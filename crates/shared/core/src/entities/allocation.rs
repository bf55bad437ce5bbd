use rust_decimal::Decimal;
use serde::{Deserialize, Serialize};
use std::collections::BTreeMap;

use crate::instruments::InstrumentId;
use crate::values::Weight;

/// Target portfolio weights for one interval
///
/// Only strictly positive weights are stored; an instrument that is absent
/// holds zero. An empty vector means the whole portfolio sits in cash.
#[derive(Debug, Clone, Default, PartialEq, Eq, Serialize, Deserialize)]
#[serde(transparent)]
pub struct AllocationVector {
    weights: BTreeMap<InstrumentId, Weight>,
}

impl AllocationVector {
    /// All-cash allocation
    pub fn empty() -> Self {
        Self::default()
    }

    /// Build from (instrument, weight) pairs, dropping non-positive weights
    pub fn from_weights(weights: impl IntoIterator<Item = (InstrumentId, Weight)>) -> Self {
        Self {
            weights: weights
                .into_iter()
                .filter(|(_, w)| *w > Decimal::ZERO)
                .collect(),
        }
    }

    /// Weight for an instrument (zero if absent)
    pub fn weight(&self, instrument_id: &InstrumentId) -> Weight {
        self.weights
            .get(instrument_id)
            .copied()
            .unwrap_or(Decimal::ZERO)
    }

    pub fn contains(&self, instrument_id: &InstrumentId) -> bool {
        self.weights.contains_key(instrument_id)
    }

    /// Sum of all weights
    pub fn total(&self) -> Weight {
        self.weights.values().sum()
    }

    /// Unallocated share of the portfolio
    pub fn cash(&self) -> Weight {
        (Decimal::ONE - self.total()).max(Decimal::ZERO)
    }

    pub fn is_cash(&self) -> bool {
        self.weights.is_empty()
    }

    pub fn len(&self) -> usize {
        self.weights.len()
    }

    pub fn is_empty(&self) -> bool {
        self.weights.is_empty()
    }

    /// Iterate in instrument order
    pub fn iter(&self) -> impl Iterator<Item = (&InstrumentId, &Weight)> {
        self.weights.iter()
    }
}

impl<'a> IntoIterator for &'a AllocationVector {
    type Item = (&'a InstrumentId, &'a Weight);
    type IntoIter = std::collections::btree_map::Iter<'a, InstrumentId, Weight>;

    fn into_iter(self) -> Self::IntoIter {
        self.weights.iter()
    }
}
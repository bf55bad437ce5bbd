use serde::{Deserialize, Serialize};

use crate::values::{Price, Ratio};

/// Latest technical indicator readings for one instrument
#[derive(Debug, Clone, PartialEq, Serialize, Deserialize)]
pub struct TechnicalReading {
    /// Relative strength index, 0..=100
    pub rsi: Ratio,
    pub sma_short: Price,
    pub sma_long: Price,
    pub vwap: Price,
    /// Average true range, in price units
    pub atr: Price,
    pub current_price: Price,
    /// Number of history bars the reading was computed from
    pub bars: usize,
}

impl TechnicalReading {
    /// Whether enough history backs this reading
    pub fn has_history(&self, min_bars: usize) -> bool {
        self.bars >= min_bars
    }

    /// ATR / price, a dimensionless realized-volatility proxy
    ///
    /// `None` for a non-positive price or when the ratio overflows.
    pub fn volatility_ratio(&self) -> Option<Ratio> {
        if self.current_price <= Price::ZERO {
            return None;
        }
        self.atr.checked_div(self.current_price)
    }

    /// Short-term average above long-term average
    pub fn trend_up(&self) -> bool {
        self.sma_short > self.sma_long
    }
}

#[cfg(test)]
mod tests {
    use super::*;
    use rust_decimal_macros::dec;

    fn reading(price: Price) -> TechnicalReading {
        TechnicalReading {
            rsi: dec!(45),
            sma_short: dec!(101),
            sma_long: dec!(99),
            vwap: dec!(100),
            atr: dec!(2),
            current_price: price,
            bars: 60,
        }
    }

    #[test]
    fn test_volatility_ratio() {
        assert_eq!(reading(dec!(100)).volatility_ratio(), Some(dec!(0.02)));
    }

    #[test]
    fn test_volatility_ratio_zero_price() {
        assert_eq!(reading(Price::ZERO).volatility_ratio(), None);
    }

    #[test]
    fn test_volatility_ratio_near_zero_price() {
        let mut r = reading(dec!(0.0000000000000000000000000001));
        r.atr = dec!(1000000000);
        assert_eq!(r.volatility_ratio(), None);
    }

    #[test]
    fn test_history_requirement() {
        let r = reading(dec!(100));
        assert!(r.has_history(50));
        assert!(r.has_history(60));
        assert!(!r.has_history(61));
    }

    #[test]
    fn test_trend_up() {
        let mut r = reading(dec!(100));
        assert!(r.trend_up());
        r.sma_short = r.sma_long;
        assert!(!r.trend_up());
    }
}
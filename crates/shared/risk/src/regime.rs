use confluence_core::Ratio;
use rust_decimal::Decimal;
use serde::{Deserialize, Serialize};

/// Market risk state for one interval
#[derive(Debug, Clone, Copy, PartialEq, Eq, Serialize, Deserialize)]
pub enum Regime {
    /// Calm market (or no stress reading available)
    RiskOn,
    /// Stress index above threshold
    RiskOff,
}

/// Scales the per-instrument cap when the stress index signals risk-off
#[derive(Debug, Clone, PartialEq, Serialize, Deserialize)]
pub struct RegimeScaling {
    /// Stress readings strictly above this are risk-off
    #[serde(default)]
    pub stress_threshold: Ratio,
    /// Cap multiplier applied in risk-off, e.g. 0.35
    pub risk_off_factor: Ratio,
}

impl RegimeScaling {
    pub fn new(risk_off_factor: Ratio) -> Self {
        Self {
            stress_threshold: Decimal::ZERO,
            risk_off_factor,
        }
    }

    pub fn with_threshold(mut self, stress_threshold: Ratio) -> Self {
        self.stress_threshold = stress_threshold;
        self
    }

    /// Classify the latest stress reading; a missing reading is risk-on
    pub fn assess(&self, stress: Option<Ratio>) -> Regime {
        match stress {
            Some(level) if level > self.stress_threshold => Regime::RiskOff,
            _ => Regime::RiskOn,
        }
    }

    /// Cap multiplier for a regime
    pub fn factor(&self, regime: Regime) -> Ratio {
        match regime {
            Regime::RiskOn => Decimal::ONE,
            Regime::RiskOff => self.risk_off_factor,
        }
    }
}
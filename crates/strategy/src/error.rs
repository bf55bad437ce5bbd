//! Strategy errors

use confluence_indicators::IndicatorError;
use confluence_risk::RiskConfigError;
use thiserror::Error;

#[derive(Error, Debug)]
pub enum Error {
    #[error("Invalid configuration: {0}")]
    Config(String),

    #[error("Invalid sizing configuration: {0}")]
    Risk(#[from] RiskConfigError),

    #[error("Invalid indicator configuration: {0}")]
    Indicator(#[from] IndicatorError),

    #[error("Instrument {0} appears more than once in the universe")]
    DuplicateInstrument(String),

    #[error("Failed to parse strategy: {0}")]
    Parse(String),

    #[error("Failed to read {path}: {error}")]
    Io { path: String, error: String },
}

pub type Result<T> = std::result::Result<T, Error>;
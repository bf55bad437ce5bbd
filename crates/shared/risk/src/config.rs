use confluence_core::{Ratio, Weight};
use rust_decimal::Decimal;
use rust_decimal_macros::dec;
use serde::{Deserialize, Serialize};
use thiserror::Error;

use crate::regime::RegimeScaling;

/// Invalid sizing configuration, raised at construction time
#[derive(Error, Debug, Clone, PartialEq, Eq)]
pub enum RiskConfigError {
    #[error("max_position must be in (0, 1], got {0}")]
    InvalidMaxPosition(Decimal),

    #[error("volatility sensitivity must be non-negative, got {0}")]
    NegativeSensitivity(Decimal),

    #[error("damp_ceiling must be in [0, 1], got {0}")]
    InvalidDampCeiling(Decimal),

    #[error("risk_off_factor must be in [0, 1], got {0}")]
    InvalidRegimeFactor(Decimal),

    #[error("score tiers must not be empty")]
    EmptyTiers,

    #[error("score tier weight must be in [0, 1], got {0}")]
    InvalidTierWeight(Decimal),
}

/// Maps a gate score to a fixed weight
#[derive(Debug, Clone, PartialEq, Serialize, Deserialize)]
pub struct ScoreTier {
    /// Inclusive lower bound on the gate score
    pub min_score: Decimal,
    pub weight: Weight,
}

impl ScoreTier {
    pub fn new(min_score: Decimal, weight: Weight) -> Self {
        Self { min_score, weight }
    }
}

/// How raw weights are chosen for eligible instruments
#[derive(Debug, Clone, PartialEq, Serialize, Deserialize)]
#[serde(tag = "mode", rename_all = "snake_case")]
pub enum SizingPolicy {
    /// 1 / number of eligible instruments
    EqualWeight,
    /// cap × (1 − min(ATR / price × sensitivity, damp_ceiling))
    VolatilityAdjusted {
        sensitivity: Ratio,
        damp_ceiling: Ratio,
    },
    /// Weight of the highest tier the gate score reaches
    ScoreTiered { tiers: Vec<ScoreTier> },
}

/// Sizing configuration for one strategy
#[derive(Debug, Clone, PartialEq, Serialize, Deserialize)]
pub struct SizingConfig {
    /// Per-instrument cap before regime scaling
    pub max_position: Weight,
    pub policy: SizingPolicy,
    /// Optional risk-off scaling of the cap
    #[serde(default)]
    pub regime: Option<RegimeScaling>,
}

impl Default for SizingConfig {
    fn default() -> Self {
        Self::equal_weight()
    }
}

impl SizingConfig {
    /// Equal weight, uncapped (cap = 1)
    pub fn equal_weight() -> Self {
        Self {
            max_position: Decimal::ONE,
            policy: SizingPolicy::EqualWeight,
            regime: None,
        }
    }

    /// Volatility-adjusted sizing
    pub fn volatility_adjusted(max_position: Weight, sensitivity: Ratio, damp_ceiling: Ratio) -> Self {
        Self {
            max_position,
            policy: SizingPolicy::VolatilityAdjusted {
                sensitivity,
                damp_ceiling,
            },
            regime: None,
        }
    }

    /// Score-tiered sizing
    pub fn score_tiered(max_position: Weight, tiers: Vec<ScoreTier>) -> Self {
        Self {
            max_position,
            policy: SizingPolicy::ScoreTiered { tiers },
            regime: None,
        }
    }

    pub fn with_max_position(mut self, max_position: Weight) -> Self {
        self.max_position = max_position;
        self
    }

    pub fn with_regime(mut self, regime: RegimeScaling) -> Self {
        self.regime = Some(regime);
        self
    }

    pub fn validate(&self) -> Result<(), RiskConfigError> {
        if self.max_position <= Decimal::ZERO || self.max_position > Decimal::ONE {
            return Err(RiskConfigError::InvalidMaxPosition(self.max_position));
        }

        match &self.policy {
            SizingPolicy::EqualWeight => {}
            SizingPolicy::VolatilityAdjusted {
                sensitivity,
                damp_ceiling,
            } => {
                if *sensitivity < Decimal::ZERO {
                    return Err(RiskConfigError::NegativeSensitivity(*sensitivity));
                }
                if !in_unit_interval(*damp_ceiling) {
                    return Err(RiskConfigError::InvalidDampCeiling(*damp_ceiling));
                }
            }
            SizingPolicy::ScoreTiered { tiers } => {
                if tiers.is_empty() {
                    return Err(RiskConfigError::EmptyTiers);
                }
                if let Some(tier) = tiers.iter().find(|t| !in_unit_interval(t.weight)) {
                    return Err(RiskConfigError::InvalidTierWeight(tier.weight));
                }
            }
        }

        if let Some(regime) = &self.regime
            && !in_unit_interval(regime.risk_off_factor)
        {
            return Err(RiskConfigError::InvalidRegimeFactor(regime.risk_off_factor));
        }

        Ok(())
    }
}

fn in_unit_interval(value: Decimal) -> bool {
    value >= Decimal::ZERO && value <= dec!(1)
}

#[cfg(test)]
mod tests {
    use super::*;

    #[test]
    fn test_default_is_equal_weight() {
        let config = SizingConfig::default();
        assert_eq!(config.policy, SizingPolicy::EqualWeight);
        assert_eq!(config.max_position, Decimal::ONE);
        assert!(config.validate().is_ok());
    }

    #[test]
    fn test_rejects_negative_cap() {
        let config = SizingConfig::equal_weight().with_max_position(dec!(-0.1));
        assert_eq!(
            config.validate(),
            Err(RiskConfigError::InvalidMaxPosition(dec!(-0.1)))
        );
    }

    #[test]
    fn test_rejects_cap_above_one() {
        let config = SizingConfig::equal_weight().with_max_position(dec!(1.5));
        assert!(config.validate().is_err());
    }

    #[test]
    fn test_rejects_bad_damp_ceiling() {
        let config = SizingConfig::volatility_adjusted(dec!(0.25), dec!(10), dec!(1.2));
        assert_eq!(
            config.validate(),
            Err(RiskConfigError::InvalidDampCeiling(dec!(1.2)))
        );
    }

    #[test]
    fn test_rejects_negative_sensitivity() {
        let config = SizingConfig::volatility_adjusted(dec!(0.25), dec!(-1), dec!(0.5));
        assert!(matches!(
            config.validate(),
            Err(RiskConfigError::NegativeSensitivity(_))
        ));
    }

    #[test]
    fn test_rejects_bad_regime_factor() {
        let config = SizingConfig::volatility_adjusted(dec!(0.25), dec!(10), dec!(0.5))
            .with_regime(RegimeScaling::new(dec!(1.5)));
        assert_eq!(
            config.validate(),
            Err(RiskConfigError::InvalidRegimeFactor(dec!(1.5)))
        );
    }

    #[test]
    fn test_rejects_empty_tiers() {
        let config = SizingConfig::score_tiered(dec!(1), Vec::new());
        assert_eq!(config.validate(), Err(RiskConfigError::EmptyTiers));
    }

    #[test]
    fn test_policy_json_shape() {
        let json = r#"{
            "max_position": 0.25,
            "policy": { "mode": "volatility_adjusted", "sensitivity": 10, "damp_ceiling": 0.5 },
            "regime": { "risk_off_factor": 0.35 }
        }"#;
        let config: SizingConfig = serde_json::from_str(json).unwrap();

        assert_eq!(config.max_position, dec!(0.25));
        assert_eq!(
            config.policy,
            SizingPolicy::VolatilityAdjusted {
                sensitivity: dec!(10),
                damp_ceiling: dec!(0.5),
            }
        );
        let regime = config.regime.unwrap();
        assert_eq!(regime.risk_off_factor, dec!(0.35));
        assert_eq!(regime.stress_threshold, Decimal::ZERO);
    }
}
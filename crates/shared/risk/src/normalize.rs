use confluence_core::{AllocationVector, InstrumentId, Weight};
use rust_decimal::{Decimal, RoundingStrategy};
use std::collections::BTreeMap;

/// Decimal places kept on rescaled weights
///
/// Rescaled weights are truncated toward zero so the rounded total can
/// never exceed 1.
pub const WEIGHT_DP: u32 = 16;

/// Portfolio-level normalization
///
/// If the total exceeds 1, every weight is rescaled by the same factor so the
/// total becomes 1 (relative ratios preserved). A total at or below 1 is left
/// untouched; weights are never scaled up. Non-positive weights are dropped.
pub fn normalize(weights: &BTreeMap<InstrumentId, Weight>) -> AllocationVector {
    let total: Decimal = weights.values().filter(|w| **w > Decimal::ZERO).sum();

    if total <= Decimal::ONE {
        return AllocationVector::from_weights(weights.iter().map(|(id, w)| (id.clone(), *w)));
    }

    AllocationVector::from_weights(weights.iter().map(|(id, w)| {
        let scaled = (*w / total).round_dp_with_strategy(WEIGHT_DP, RoundingStrategy::ToZero);
        (id.clone(), scaled)
    }))
}

#[cfg(test)]
mod tests {
    use super::*;
    use rust_decimal_macros::dec;

    fn weights(pairs: &[(&str, Decimal)]) -> BTreeMap<InstrumentId, Weight> {
        pairs
            .iter()
            .map(|(id, w)| (InstrumentId::new(*id), *w))
            .collect()
    }

    fn close(a: Decimal, b: Decimal) -> bool {
        (a - b).abs() < dec!(0.001)
    }

    #[test]
    fn test_over_allocation_rescales_proportionally() {
        let raw = weights(&[
            ("A", dec!(0.25)),
            ("B", dec!(0.25)),
            ("C", dec!(0.25)),
            ("D", dec!(0.4)),
        ]);
        let v = normalize(&raw);

        assert!(close(v.weight(&InstrumentId::new("A")), dec!(0.217)));
        assert!(close(v.weight(&InstrumentId::new("B")), dec!(0.217)));
        assert!(close(v.weight(&InstrumentId::new("C")), dec!(0.217)));
        assert!(close(v.weight(&InstrumentId::new("D")), dec!(0.348)));
        assert!(v.total() <= Decimal::ONE);
        assert!((Decimal::ONE - v.total()) < dec!(0.000000000001));
        // Relative ratios preserved
        assert_eq!(
            v.weight(&InstrumentId::new("A")),
            v.weight(&InstrumentId::new("C"))
        );
    }

    #[test]
    fn test_under_allocation_is_not_scaled_up() {
        let raw = weights(&[("A", dec!(0.2)), ("B", dec!(0.3))]);
        let v = normalize(&raw);

        assert_eq!(v.weight(&InstrumentId::new("A")), dec!(0.2));
        assert_eq!(v.weight(&InstrumentId::new("B")), dec!(0.3));
        assert_eq!(v.total(), dec!(0.5));
    }

    #[test]
    fn test_exactly_one_is_untouched() {
        let raw = weights(&[("A", dec!(0.5)), ("B", dec!(0.5))]);
        assert_eq!(normalize(&raw).total(), Decimal::ONE);
    }

    #[test]
    fn test_empty_is_all_cash() {
        let v = normalize(&BTreeMap::new());
        assert!(v.is_cash());
    }

    #[test]
    fn test_zero_weights_dropped() {
        let raw = weights(&[("A", dec!(0.5)), ("B", Decimal::ZERO)]);
        let v = normalize(&raw);
        assert_eq!(v.len(), 1);
    }
}
use serde::{Deserialize, Serialize};

use super::insider::InsiderTransaction;
use super::records::{FundamentalRatios, OwnershipRecord, SentimentRecord};
use crate::values::Ratio;

/// Latest observed signal values for one instrument in one interval
///
/// Every category is optional: an absent provider record stays `None`
/// and is never coerced to zero.
#[derive(Debug, Clone, Default, PartialEq, Serialize, Deserialize)]
pub struct SignalSnapshot {
    #[serde(default)]
    pub insider_recent_buy: Option<bool>,
    #[serde(default)]
    pub institutional_ownership_pct: Option<Ratio>,
    #[serde(default)]
    pub social_sentiment_avg: Option<Ratio>,
    #[serde(default)]
    pub debt_equity_ratio: Option<Ratio>,
    #[serde(default)]
    pub return_on_equity: Option<Ratio>,
    /// Macro stress index; 0 is the calm regime
    #[serde(default)]
    pub market_stress: Option<Ratio>,
}

impl SignalSnapshot {
    pub fn new() -> Self {
        Self::default()
    }

    /// Fold insider filings into the recent-buy flag
    ///
    /// Looks at the `lookback` most recent filings: `Some(true)` if any is a
    /// buy, `Some(false)` if none is, `None` when there is nothing to look at.
    pub fn with_insider_transactions(
        mut self,
        transactions: &[InsiderTransaction],
        lookback: usize,
    ) -> Self {
        let mut ordered: Vec<&InsiderTransaction> = transactions.iter().collect();
        ordered.sort_by_key(|t| t.filed_at);
        let start = ordered.len().saturating_sub(lookback);
        let window = &ordered[start..];

        self.insider_recent_buy = if window.is_empty() {
            None
        } else {
            Some(window.iter().any(|t| t.is_buy()))
        };
        self
    }

    pub fn with_ownership(mut self, record: Option<&OwnershipRecord>) -> Self {
        self.institutional_ownership_pct = record.map(|r| r.ownership_pct);
        self
    }

    pub fn with_sentiment(mut self, record: Option<&SentimentRecord>) -> Self {
        self.social_sentiment_avg = record.and_then(|r| r.average());
        self
    }

    pub fn with_ratios(mut self, record: Option<&FundamentalRatios>) -> Self {
        self.debt_equity_ratio = record.and_then(|r| r.debt_equity_ratio);
        self.return_on_equity = record.and_then(|r| r.return_on_equity);
        self
    }

    pub fn with_market_stress(mut self, stress: Option<Ratio>) -> Self {
        self.market_stress = stress;
        self
    }
}

#[cfg(test)]
mod tests {
    use super::*;
    use chrono::{Duration, TimeZone, Utc};
    use rust_decimal_macros::dec;

    fn filings(kinds: &[&str]) -> Vec<InsiderTransaction> {
        let start = Utc.with_ymd_and_hms(2024, 1, 1, 0, 0, 0).unwrap();
        kinds
            .iter()
            .enumerate()
            .map(|(i, k)| InsiderTransaction::new(start + Duration::days(i as i64), *k))
            .collect()
    }

    #[test]
    fn test_recent_buy_within_lookback() {
        let txs = filings(&["Sell", "Sell", "Buy", "Sell"]);
        let snapshot = SignalSnapshot::new().with_insider_transactions(&txs, 5);
        assert_eq!(snapshot.insider_recent_buy, Some(true));
    }

    #[test]
    fn test_buy_outside_lookback_is_ignored() {
        let txs = filings(&["Buy", "Sell", "Sell", "Sell", "Sell", "Sell"]);
        let snapshot = SignalSnapshot::new().with_insider_transactions(&txs, 5);
        assert_eq!(snapshot.insider_recent_buy, Some(false));
    }

    #[test]
    fn test_lookback_uses_filing_time_not_input_order() {
        let mut txs = filings(&["Sell", "Sell", "Buy"]);
        // Move the buy to the oldest position
        txs[2].filed_at = Utc.with_ymd_and_hms(2023, 6, 1, 0, 0, 0).unwrap();
        let snapshot = SignalSnapshot::new().with_insider_transactions(&txs, 2);
        assert_eq!(snapshot.insider_recent_buy, Some(false));
    }

    #[test]
    fn test_no_filings_is_missing() {
        let snapshot = SignalSnapshot::new().with_insider_transactions(&[], 5);
        assert_eq!(snapshot.insider_recent_buy, None);
    }

    #[test]
    fn test_absent_ratios_stay_missing() {
        let snapshot = SignalSnapshot::new().with_ratios(None);
        assert_eq!(snapshot.debt_equity_ratio, None);
        assert_eq!(snapshot.return_on_equity, None);
    }

    #[test]
    fn test_partial_ratios() {
        let ratios = FundamentalRatios {
            as_of: Utc.with_ymd_and_hms(2024, 1, 1, 0, 0, 0).unwrap(),
            debt_equity_ratio: Some(dec!(0.7)),
            return_on_equity: None,
        };
        let snapshot = SignalSnapshot::new().with_ratios(Some(&ratios));
        assert_eq!(snapshot.debt_equity_ratio, Some(dec!(0.7)));
        assert_eq!(snapshot.return_on_equity, None);
    }
}
use chrono::{DateTime, Utc};
use rust_decimal::Decimal;

/// Price value - uses Decimal for precision
pub type Price = Decimal;

/// Dimensionless ratio or score (ownership %, sentiment, ROE, ATR / price)
pub type Ratio = Decimal;

/// Portfolio weight in [0, 1]
pub type Weight = Decimal;

/// Timestamp in UTC
pub type Timestamp = DateTime<Utc>;
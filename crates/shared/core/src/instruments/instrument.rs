use serde::{Deserialize, Serialize};

/// Unique identifier for an instrument (ticker symbol)
///
/// Ordered so that maps keyed by instrument iterate deterministically,
/// independent of the order the universe was supplied in.
#[derive(Debug, Clone, PartialEq, Eq, PartialOrd, Ord, Hash, Serialize, Deserialize)]
#[serde(transparent)]
pub struct InstrumentId(pub String);

impl InstrumentId {
    /// Create a new instrument ID
    pub fn new(id: impl Into<String>) -> Self {
        Self(id.into())
    }

    /// Get the ID as a string slice
    pub fn as_str(&self) -> &str {
        &self.0
    }
}

impl std::fmt::Display for InstrumentId {
    fn fmt(&self, f: &mut std::fmt::Formatter<'_>) -> std::fmt::Result {
        write!(f, "{}", self.0)
    }
}

impl From<String> for InstrumentId {
    fn from(s: String) -> Self {
        Self(s)
    }
}

impl From<&str> for InstrumentId {
    fn from(s: &str) -> Self {
        Self(s.to_string())
    }
}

● **REQUIREMENT**:
Go through the listing above and write out exactly the lines starting with the one holding "index signals risk-off" and running through the one holding "reading is risk-on", ends included, and no others.

● **RESULT OF THE TASK**:
/// Scales the per-instrument cap when the stress index signals risk-off
#[derive(Debug, Clone, PartialEq, Serialize, Deserialize)]
pub struct RegimeScaling {
    /// Stress readings strictly above this are risk-off
    #[serde(default)]
    pub stress_threshold: Ratio,
    /// Cap multiplier applied in risk-off, e.g. 0.35
    pub risk_off_factor: Ratio,
}

impl RegimeScaling {
    pub fn new(risk_off_factor: Ratio) -> Self {
        Self {
            stress_threshold: Decimal::ZERO,
            risk_off_factor,
        }
    }

    pub fn with_threshold(mut self, stress_threshold: Ratio) -> Self {
        self.stress_threshold = stress_threshold;
        self
    }

    /// Classify the latest stress reading; a missing reading is risk-on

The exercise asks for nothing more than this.